Energierekord bei der Kernfusion

0,2 Milligramm Plasmabrennstoff liefern so viel Energie wie zwei Kilogramm Kohle

Am Joint European Torus (Jet) in Großbritannien gelang es einem europäischen Team, die größte Energiemenge freizusetzen, die ein Fusionsexperiment bislang lieferte. Die Forschenden, darunter Wissenschftlerinnen und Wissenschaftler des Max-Planck-Instituts für Plasmaphysik in Garching, erzeugten aus 0,2 Milligramm Brennstoff 69 Megajoule Energie. Allerdings benötigten sie für die Zündung des Plasmas noch mehr Energie, als bei der Fusion herauskam. Eine positive Energiebilanz wird erst mit deutlich größeren Fusionsanlagen wie Iter möglich sein.

Fusionskraftwerke sollen nach dem Vorbild der Sonne leichte Atomkerne verschmelzen, um damit aus sehr geringen Brennstoffmengen gewaltige Energiemengen für die Menschheit nutzbar zu machen. Das europäische Forschungskonsortium Eurofusion verfolgt dabei das Konzept Magnetfusion, das unter Experten als das am weitesten fortgeschrittene gilt. Mit den Großexperimenten Asdex Upgrade und Wendelstein 7-X treibt das Max-Planck-Institut für Plasmaphysik die Forschung dafür in Deutschland voran.

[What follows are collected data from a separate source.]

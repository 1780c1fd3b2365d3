//! Single re-armable deadline for the in-flight transition request.
//!
//! One background task owns one `tokio::time::Sleep`. Arming and disarming
//! are messages to that task, and re-arming resets the same `Sleep`. When
//! the deadline passes, the request number it was armed for is sent on the
//! expiry channel; the receiver decides whether that request is still
//! current.

use std::time::Duration;

use tokio::runtime::Handle;
use tokio::sync::mpsc;
use tokio::time::Instant;
use tracing::{debug, trace};

use crate::types::RequestId;

#[derive(Debug)]
enum TimerCommand {
    Arm { request: RequestId, deadline: Instant },
    Disarm,
}

#[derive(Debug, Clone, Copy, PartialEq, Eq, thiserror::Error)]
#[error("Timeout supervisor needs a running tokio runtime")]
pub struct NoRuntime;

#[derive(Debug)]
pub struct TimeoutSupervisor {
    commands: mpsc::UnboundedSender<TimerCommand>,
    armed: Option<RequestId>,
}

impl TimeoutSupervisor {
    /// Starts the timer task on the current runtime and returns the
    /// supervisor with the receiving end of its expiry channel.
    pub fn spawn() -> Result<(Self, mpsc::UnboundedReceiver<RequestId>), NoRuntime> {
        let handle = Handle::try_current().map_err(|_| NoRuntime)?;
        let (commands, command_rx) = mpsc::unbounded_channel();
        let (expired_tx, expired_rx) = mpsc::unbounded_channel();
        handle.spawn(run_timer(command_rx, expired_tx));
        Ok((Self { commands, armed: None }, expired_rx))
    }

    /// Schedules expiry of `request` at `deadline`.
    pub fn arm(&mut self, request: RequestId, deadline: Instant) {
        debug!(req = request, "Arming transition timer");
        self.send(TimerCommand::Arm { request, deadline });
        self.armed = Some(request);
    }

    /// Moves the pending deadline, reusing the running timer.
    pub fn rearm(&mut self, request: RequestId, deadline: Instant) {
        debug!(req = request, previous = ?self.armed, "Re-arming transition timer");
        self.send(TimerCommand::Arm { request, deadline });
        self.armed = Some(request);
    }

    /// Convenience for `arm(request, now + after)`.
    pub fn arm_after(&mut self, request: RequestId, after: Duration) {
        let deadline = Instant::now() + after;
        if self.armed.is_some() {
            self.rearm(request, deadline);
        } else {
            self.arm(request, deadline);
        }
    }

    pub fn disarm(&mut self) {
        if let Some(request) = self.armed.take() {
            debug!(req = request, "Disarming transition timer");
            self.send(TimerCommand::Disarm);
        }
    }

    /// Request the timer was last armed for, unless disarmed since.
    pub fn armed_for(&self) -> Option<RequestId> {
        self.armed
    }

    fn send(&self, command: TimerCommand) {
        if self.commands.send(command).is_err() {
            debug!("Timer task has stopped; command dropped");
        }
    }
}

async fn run_timer(mut commands: mpsc::UnboundedReceiver<TimerCommand>, expired: mpsc::UnboundedSender<RequestId>) {
    let sleep = tokio::time::sleep_until(Instant::now());
    tokio::pin!(sleep);
    let mut armed: Option<RequestId> = None;

    loop {
        tokio::select! {
            command = commands.recv() => match command {
                Some(TimerCommand::Arm { request, deadline }) => {
                    sleep.as_mut().reset(deadline);
                    armed = Some(request);
                }
                Some(TimerCommand::Disarm) => armed = None,
                None => break,
            },
            () = &mut sleep, if armed.is_some() => {
                if let Some(request) = armed.take() {
                    trace!(req = request, "Transition timer expired");
                    if expired.send(request).is_err() {
                        break;
                    }
                }
            }
        }
    }
    trace!("Timer task finished");
}
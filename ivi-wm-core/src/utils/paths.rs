//! Path resolution for the service configuration and layout documents.
//!
//! The per-user configuration directory comes from `directories-next`.
//! Layout documents shipped with an installed application live under
//! `$AFM_APP_INSTALL_DIR/etc`.

use std::env;
use std::path::PathBuf;

use directories_next::ProjectDirs;

use crate::error::{ConfigError, CoreError};

const QUALIFIER: &str = "org";
const ORGANIZATION: &str = "AGL";
const APPLICATION: &str = "ivi-wm";

/// Environment variable that overrides the service configuration file path.
pub const CONFIG_PATH_ENV: &str = "IVI_WM_CONFIG";
/// Environment variable holding the application install directory.
pub const INSTALL_DIR_ENV: &str = "AFM_APP_INSTALL_DIR";

/// Returns the per-user configuration directory, e.g. `~/.config/ivi-wm`.
pub fn get_app_config_dir() -> Result<PathBuf, CoreError> {
    ProjectDirs::from(QUALIFIER, ORGANIZATION, APPLICATION)
        .map(|dirs| dirs.config_dir().to_path_buf())
        .ok_or_else(|| {
            CoreError::Config(ConfigError::DirectoryUnavailable {
                dir_type: "App Config".to_string(),
            })
        })
}

/// Returns the per-user directory used for relative log file paths.
pub fn get_app_state_dir() -> Result<PathBuf, CoreError> {
    ProjectDirs::from(QUALIFIER, ORGANIZATION, APPLICATION)
        .map(|dirs| dirs.data_local_dir().to_path_buf())
        .ok_or_else(|| {
            CoreError::Config(ConfigError::DirectoryUnavailable {
                dir_type: "App State".to_string(),
            })
        })
}

/// Location of the service configuration file.
///
/// `IVI_WM_CONFIG` wins when set, otherwise `config.toml` in the app config dir.
pub fn get_config_file_path() -> Result<PathBuf, CoreError> {
    match env::var_os(CONFIG_PATH_ENV) {
        Some(path) if !path.is_empty() => Ok(PathBuf::from(path)),
        _ => Ok(get_app_config_dir()?.join("config.toml")),
    }
}

/// Path of a document shipped in the application's `etc` directory, if the
/// install directory is known.
pub fn installed_document_path(file_name: &str) -> Option<PathBuf> {
    env::var_os(INSTALL_DIR_ENV)
        .filter(|dir| !dir.is_empty())
        .map(|dir| PathBuf::from(dir).join("etc").join(file_name))
}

Für Experimente mit dem Brennstoff späterer Kraftwerke (Deuterium und Tritium) betrieben Europas Wissenschaftlerinnen und Wissenschaftler gemeinsam mit der britischen Atomenergiebehörde UKAEA die Forschungsanlage Jet bei Oxford. Dort gelang am 3. Oktober 2023 ein neuer Weltrekord: 69 Megajoule Fusionsenergie wurden während einer 5,2 Sekunden andauernden Plasmaentladung in Form schneller Neutronen freigesetzt. Dafür waren 0,2 Milligramm Brennstoff erforderlich. Für die gleiche Energiemenge hätte es etwa zwei Kilogramm Braunkohle gebraucht – also rund zehn Millionen Mal soviel. Damit steigerte Jet seinen eigenen Rekord aus dem Jahr 2021 (59 Megajoule in 5 Sekunden) noch einmal.

„Dieser Weltrekord ist eigentlich ein Nebenprodukt. Er war nicht aktiv geplant, aber wir haben darauf gehofft“, erklärt Athina Kappatou, die als Wissenschaftlerin des Max-Planck-Instituts für Plasmaphysik maßgeblich an den Experimenten beteiligt war. „In dieser experimentellen Kampagne ging es hauptsächlich darum, die verschiedenen Bedingungen zu erreichen, die für ein späteres Kraftwerk notwendig sind, und so realistische Szenarien zu testen. Ein positiver Aspekt war aber, dass auch die Experimente von vor zwei Jahren erfolgreich reproduziert und sogar übertroffen werden konnten." Letzteres war bei dem Rekordexperiment der Fall. Die gesamte Kampagne ist essentiell für den späteren Betrieb der internationalen Fusionsanlage Iter, die derzeit in Südfrankreich gebaut wird sowie für das geplante europäische Demonstrationskraftwerk Demo. Über 300 Wissenschaftlerinnen und Ingenieure von Eurofusion haben zu diesen Experimenten beigetragen.

Bei dem Jet-Rekord wurde noch keine positive Energiebilanz erreicht – es musste also mehr Heizenergie ins Plasma investiert werden als an Fusionsenergie frei wurde. Tatsächlich ist ein Energiegewinn mit Jet und allen anderen derzeitigen Magnetfusionsexperimenten weltweit physikalisch nicht möglich. Denn für eine positive Energiebilanz müssen diese Fusionsanlagen eine bestimmte Größe überschreiten, was bei Iter der Fall sein wird.

Das Rekordexperiment (Jet-Plasmaentladung Nummer 104.522) vom Herbst war eines der letzten bei JET überhaupt. Nach vier Jahrzehnten wurde der Betrieb Ende 2023 beendet.